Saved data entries
=== Begin Enclosure ===
// ABOUTME: Tunnel establishment: host key trust, credentials, auth, and port allocation.
// ABOUTME: Orchestrates an ssh::Transport through a fixed sequence of phases.

mod auth;
mod credential;
mod error;
mod forward;
mod host_key;
mod params;
mod session;
mod state;

pub use auth::{
    authenticate_with_password, authenticate_with_public_key, password_responder,
    query_auth_methods,
};
pub use credential::{CredentialError, KeyPair, decrypt_and_recover_key_pair, is_encrypted};
pub use error::{Error, ErrorKind, Result};
pub use forward::{DEFAULT_PORT_ATTEMPTS, allocate_port_forward};
pub use host_key::{HostKey, verify_host_key};
pub use params::{AuthMode, ConnectionParameters};
pub use session::TunnelSession;
pub use state::{
    AuthCapabilityChecked, AuthMethods, Authenticated, Connected, Forwarding, NotConnected, Phase,
    PhaseMarker, SessionState,
};
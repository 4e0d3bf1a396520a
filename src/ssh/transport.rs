// ABOUTME: Transport capability trait consumed by the tunnel orchestration.
// ABOUTME: Abstracts the SSH engine behind connect, auth, forward, exec, and close.

use super::error::Result;
use crate::tunnel::{HostKey, KeyPair};
use async_trait::async_trait;
use std::fmt;

/// Authentication methods the tunnel cares about.
#[derive(Debug, Clone, Copy, PartialEq, Eq, Hash)]
pub enum AuthMethod {
    Password,
    PublicKey,
    KeyboardInteractive,
}

impl AuthMethod {
    /// Wire name of the method as advertised by SSH servers.
    pub fn as_str(&self) -> &'static str {
        match self {
            AuthMethod::Password => "password",
            AuthMethod::PublicKey => "publickey",
            AuthMethod::KeyboardInteractive => "keyboard-interactive",
        }
    }
}

impl fmt::Display for AuthMethod {
    fn fmt(&self, f: &mut fmt::Formatter<'_>) -> fmt::Result {
        f.write_str(self.as_str())
    }
}

/// A single prompt inside a keyboard-interactive round.
#[derive(Debug, Clone, PartialEq, Eq)]
pub struct Prompt {
    pub text: String,
    pub echo: bool,
}

/// One keyboard-interactive info request from the server.
#[derive(Debug, Clone, Default, PartialEq, Eq)]
pub struct Challenge {
    pub name: String,
    pub instructions: String,
    pub prompts: Vec<Prompt>,
}

/// Answers a keyboard-interactive challenge, one response per prompt.
///
/// Invoked synchronously by the transport while authenticating, so it must
/// return immediately.
pub type ChallengeResponder = dyn Fn(&Challenge) -> Vec<String> + Send + Sync;

/// The SSH engine the tunnel is orchestrated over.
///
/// Implementations own the network connection, the handshake, and any
/// forwarding listeners they create. Errors are returned as-is; deciding
/// which of them are fatal is up to the caller.
#[async_trait]
pub trait Transport: Send {
    /// Open the connection and complete the handshake.
    /// Returns the host key the server presented. A session that is already
    /// open is closed first, along with its forwarders.
    async fn connect(&mut self) -> Result<HostKey>;

    /// Whether the server offers `method` for `user`. Only valid after `connect`.
    async fn is_auth_method_available(&mut self, user: &str, method: AuthMethod) -> Result<bool>;

    async fn authenticate_with_password(&mut self, user: &str, password: &str) -> Result<bool>;

    async fn authenticate_with_keyboard_interactive(
        &mut self,
        user: &str,
        responder: &ChallengeResponder,
    ) -> Result<bool>;

    /// Present a decrypted key pair. The key pair is consumed by the attempt.
    async fn authenticate_with_public_key(&mut self, user: &str, key_pair: KeyPair)
    -> Result<bool>;

    /// Bind `local_port` and relay accepted connections to `remote_host:remote_port`.
    async fn create_local_port_forwarder(
        &mut self,
        local_port: u16,
        remote_host: &str,
        remote_port: u16,
    ) -> Result<()>;

    /// Start `command` on a fresh session channel without waiting for it.
    async fn exec_command(&mut self, command: &str) -> Result<()>;

    /// Stop forwarders and close the connection.
    async fn close(&mut self) -> Result<()>;
}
=== End Enclosure ===
■ WHAT NEEDS TO BE DONE
In full and word for word, repeat the records.

■ WRITTEN RESPONSE
// ABOUTME: Tunnel establishment: host key trust, credentials, auth, and port allocation.
// ABOUTME: Orchestrates an ssh::Transport through a fixed sequence of phases.

mod auth;
mod credential;
mod error;
mod forward;
mod host_key;
mod params;
mod session;
mod state;

pub use auth::{
    authenticate_with_password, authenticate_with_public_key, password_responder,
    query_auth_methods,
};
pub use credential::{CredentialError, KeyPair, decrypt_and_recover_key_pair, is_encrypted};
pub use error::{Error, ErrorKind, Result};
pub use forward::{DEFAULT_PORT_ATTEMPTS, allocate_port_forward};
pub use host_key::{HostKey, verify_host_key};
pub use params::{AuthMode, ConnectionParameters};
pub use session::TunnelSession;
pub use state::{
    AuthCapabilityChecked, AuthMethods, Authenticated, Connected, Forwarding, NotConnected, Phase,
    PhaseMarker, SessionState,
};
repository 4e0d3bf1a396520a
filename src/ssh/transport.rs
// ABOUTME: Transport capability trait consumed by the tunnel orchestration.
// ABOUTME: Abstracts the SSH engine behind connect, auth, forward, exec, and close.

use super::error::Result;
use crate::tunnel::{HostKey, KeyPair};
use async_trait::async_trait;
use std::fmt;

/// Authentication methods the tunnel cares about.
#[derive(Debug, Clone, Copy, PartialEq, Eq, Hash)]
pub enum AuthMethod {
    Password,
    PublicKey,
    KeyboardInteractive,
}

impl AuthMethod {
    /// Wire name of the method as advertised by SSH servers.
    pub fn as_str(&self) -> &'static str {
        match self {
            AuthMethod::Password => "password",
            AuthMethod::PublicKey => "publickey",
            AuthMethod::KeyboardInteractive => "keyboard-interactive",
        }
    }
}

impl fmt::Display for AuthMethod {
    fn fmt(&self, f: &mut fmt::Formatter<'_>) -> fmt::Result {
        f.write_str(self.as_str())
    }
}

/// A single prompt inside a keyboard-interactive round.
#[derive(Debug, Clone, PartialEq, Eq)]
pub struct Prompt {
    pub text: String,
    pub echo: bool,
}

/// One keyboard-interactive info request from the server.
#[derive(Debug, Clone, Default, PartialEq, Eq)]
pub struct Challenge {
    pub name: String,
    pub instructions: String,
    pub prompts: Vec<Prompt>,
}

/// Answers a keyboard-interactive challenge, one response per prompt.
///
/// Invoked synchronously by the transport while authenticating, so it must
/// return immediately.
pub type ChallengeResponder = dyn Fn(&Challenge) -> Vec<String> + Send + Sync;

/// The SSH engine the tunnel is orchestrated over.
///
/// Implementations own the network connection, the handshake, and any
/// forwarding listeners they create. Errors are returned as-is; deciding
/// which of them are fatal is up to the caller.
#[async_trait]
pub trait Transport: Send {
    /// Open the connection and complete the handshake.
    /// Returns the host key the server presented. A session that is already
    /// open is closed first, along with its forwarders.
    async fn connect(&mut self) -> Result<HostKey>;

    /// Whether the server offers `method` for `user`. Only valid after `connect`.
    async fn is_auth_method_available(&mut self, user: &str, method: AuthMethod) -> Result<bool>;

    async fn authenticate_with_password(&mut self, user: &str, password: &str) -> Result<bool>;

    async fn authenticate_with_keyboard_interactive(
        &mut self,
        user: &str,
        responder: &ChallengeResponder,
    ) -> Result<bool>;

    /// Present a decrypted key pair. The key pair is consumed by the attempt.
    async fn authenticate_with_public_key(&mut self, user: &str, key_pair: KeyPair)
    -> Result<bool>;

    /// Bind `local_port` and relay accepted connections to `remote_host:remote_port`.
    async fn create_local_port_forwarder(
        &mut self,
        local_port: u16,
        remote_host: &str,
        remote_port: u16,
    ) -> Result<()>;

    /// Start `command` on a fresh session channel without waiting for it.
    async fn exec_command(&mut self, command: &str) -> Result<()>;

    /// Stop forwarders and close the connection.
    async fn close(&mut self) -> Result<()>;
}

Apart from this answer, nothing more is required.